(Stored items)

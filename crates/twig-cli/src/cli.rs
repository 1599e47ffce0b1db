use std::path::PathBuf;

use clap::{ArgAction, Args, Parser, Subcommand};

#[derive(Parser)]
#[command(
    name = "twig",
    about = "twig: content-addressed trees with transactional commits",
    version
)]
pub struct Cli {
    #[command(subcommand)]
    pub command: Command,

    /// Repository directory
    #[arg(long, global = true, default_value = ".twig")]
    pub repo: PathBuf,

    /// Raise log verbosity (-v info, -vv debug, -vvv trace)
    #[arg(short, long, global = true, action = ArgAction::Count)]
    pub verbose: u8,
}

#[derive(Subcommand)]
pub enum Command {
    /// Create an empty repository
    Init(InitArgs),
    /// Edit a tree and commit the result in one session
    Apply(ApplyArgs),
    /// Print the content of a blob
    Cat(CatArgs),
    /// List the entries of a tree
    Ls(LsArgs),
    /// Show commit history
    Log(LogArgs),
    /// List refs
    ShowRef(ShowRefArgs),
    /// Generate a signing key
    Keygen(KeygenArgs),
}

#[derive(Args)]
pub struct InitArgs {
    /// Branch HEAD points to
    #[arg(long, default_value = "main")]
    pub branch: String,
    #[arg(long)]
    pub name: Option<String>,
    #[arg(long)]
    pub email: Option<String>,
}

#[derive(Args)]
pub struct ApplyArgs {
    /// Ref to commit to
    #[arg(long = "ref", default_value = "HEAD")]
    pub ref_name: String,
    /// Store a file's content at a path (PATH=FILE)
    #[arg(long = "set", value_name = "PATH=FILE")]
    pub set: Vec<String>,
    /// Store literal text at a path (PATH=TEXT)
    #[arg(long = "data", value_name = "PATH=TEXT")]
    pub data: Vec<String>,
    /// Delete a path
    #[arg(long = "delete", value_name = "PATH")]
    pub delete: Vec<String>,
    /// Remove empty trees before committing
    #[arg(long)]
    pub prune: bool,
    #[arg(short, long)]
    pub message: String,
    /// Author as 'Name <email>'
    #[arg(long)]
    pub author: Option<String>,
    /// Committer as 'Name <email>'
    #[arg(long)]
    pub committer: Option<String>,
    /// Sign with the default key
    #[arg(long)]
    pub sign: bool,
    /// Sign with the named key
    #[arg(long, value_name = "KEY_ID")]
    pub key: Option<String>,
}

#[derive(Args)]
pub struct CatArgs {
    pub path: String,
    /// Commit, tree, branch or tag to read from
    #[arg(long, default_value = "HEAD")]
    pub tree: String,
}

#[derive(Args)]
pub struct LsArgs {
    #[arg(default_value = "")]
    pub path: String,
    #[arg(long, default_value = "HEAD")]
    pub tree: String,
}

#[derive(Args)]
pub struct LogArgs {
    #[arg(default_value = "HEAD")]
    pub rev: String,
    #[arg(short = 'n', long, default_value = "20")]
    pub limit: usize,
    #[arg(long)]
    pub oneline: bool,
}

#[derive(Args)]
pub struct ShowRefArgs {
    /// Only refs starting with this prefix
    #[arg(default_value = "")]
    pub prefix: String,
}

#[derive(Args)]
pub struct KeygenArgs {
    pub id: String,
    /// Make this the key used by `commit.sign`
    #[arg(long)]
    pub default: bool,
}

◆ Required action ◆
When the string "trees" appears in a line of the records above, that line is to be copied.

◆ Response ◆
    about = "twig: content-addressed trees with transactional commits",
    /// Remove empty trees before committing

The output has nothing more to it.